DIRECTIONS FOR THIS TASK - Whenever a line in the records below holds the string "names", copy it out.

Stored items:
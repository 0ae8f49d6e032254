//! Named backend factories.

use super::{BackendResult, BackendSettings, MemoryClient, ObjdbClient};
use crate::error::{SessionError, SessionResult};
use futures::FutureExt;
use futures::future::BoxFuture;
use std::collections::HashMap;
use std::fmt;
use std::future::Future;
use std::sync::Arc;
use tracing::{info, warn};

/// Builds a connected client from settings.
pub type BackendFactory = Arc<
    dyn Fn(BackendSettings) -> BoxFuture<'static, BackendResult<Arc<dyn ObjdbClient>>>
        + Send
        + Sync,
>;

/// Registry of backends by name (`"etcd"`, `"consul"`, ...).
///
/// The name is resolved once when a store is created; the resulting client
/// is used directly afterwards.
///
/// ```
/// use armature_session::backend::{BackendRegistry, MemoryClient, ObjdbClient};
/// use std::sync::Arc;
///
/// let mut registry = BackendRegistry::with_defaults();
/// registry.register("shared", |_settings| async {
///     Ok(Arc::new(MemoryClient::new()) as Arc<dyn ObjdbClient>)
/// });
/// assert!(registry.contains("shared"));
/// assert!(registry.contains("memory"));
/// ```
#[derive(Clone, Default)]
pub struct BackendRegistry {
    factories: HashMap<String, BackendFactory>,
}

impl fmt::Debug for BackendRegistry {
    fn fmt(&self, f: &mut fmt::Formatter<'_>) -> fmt::Result {
        f.debug_struct("BackendRegistry")
            .field("backends", &self.names())
            .finish()
    }
}

impl BackendRegistry {
    /// Empty registry.
    pub fn new() -> Self {
        Self::default()
    }

    /// Registry with every backend compiled into this build.
    pub fn with_defaults() -> Self {
        let mut registry = Self::new();

        registry.register("memory", |settings: BackendSettings| async move {
            Ok(Arc::new(MemoryClient::with_bucket(settings.bucket)) as Arc<dyn ObjdbClient>)
        });

        #[cfg(feature = "etcd")]
        registry.register("etcd", |settings: BackendSettings| async move {
            let client = super::EtcdClient::connect(settings).await?;
            Ok(Arc::new(client) as Arc<dyn ObjdbClient>)
        });

        #[cfg(feature = "consul")]
        registry.register("consul", |settings: BackendSettings| async move {
            let client = super::ConsulClient::connect(settings).await?;
            Ok(Arc::new(client) as Arc<dyn ObjdbClient>)
        });

        #[cfg(feature = "redis")]
        registry.register("redis", |settings: BackendSettings| async move {
            let client = super::RedisClient::connect(settings).await?;
            Ok(Arc::new(client) as Arc<dyn ObjdbClient>)
        });

        registry
    }

    /// Register (or replace) a backend factory.
    pub fn register<F, Fut>(&mut self, name: impl Into<String>, factory: F)
    where
        F: Fn(BackendSettings) -> Fut + Send + Sync + 'static,
        Fut: Future<Output = BackendResult<Arc<dyn ObjdbClient>>> + Send + 'static,
    {
        let factory: BackendFactory = Arc::new(move |settings| factory(settings).boxed());
        self.factories.insert(name.into(), factory);
    }

    pub fn contains(&self, name: &str) -> bool {
        self.factories.contains_key(name)
    }

    /// Registered backend names, sorted.
    pub fn names(&self) -> Vec<&str> {
        let mut names: Vec<&str> = self.factories.keys().map(String::as_str).collect();
        names.sort_unstable();
        names
    }

    /// Resolve `name` and connect.
    ///
    /// Unknown names and failed connections both yield
    /// [`SessionError::NoBackend`].
    pub async fn connect(
        &self,
        name: &str,
        settings: BackendSettings,
    ) -> SessionResult<Arc<dyn ObjdbClient>> {
        let factory = self.factories.get(name).ok_or_else(|| {
            SessionError::NoBackend(format!(
                "unknown backend '{}' (available: {})",
                name,
                self.names().join(", ")
            ))
        })?;

        match factory(settings).await {
            Ok(client) => {
                info!(backend = name, "Session backend connected");
                Ok(client)
            }
            Err(e) => {
                warn!(backend = name, error = %e, "Session backend unavailable");
                Err(SessionError::NoBackend(format!("{}: {}", name, e)))
            }
        }
    }
}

ANSWER SECTION -
            .field("backends", &self.names())
    /// Registered backend names, sorted.
    pub fn names(&self) -> Vec<&str> {
        let mut names: Vec<&str> = self.factories.keys().map(String::as_str).collect();
        names.sort_unstable();
        names
    /// Unknown names and failed connections both yield
                self.names().join(", ")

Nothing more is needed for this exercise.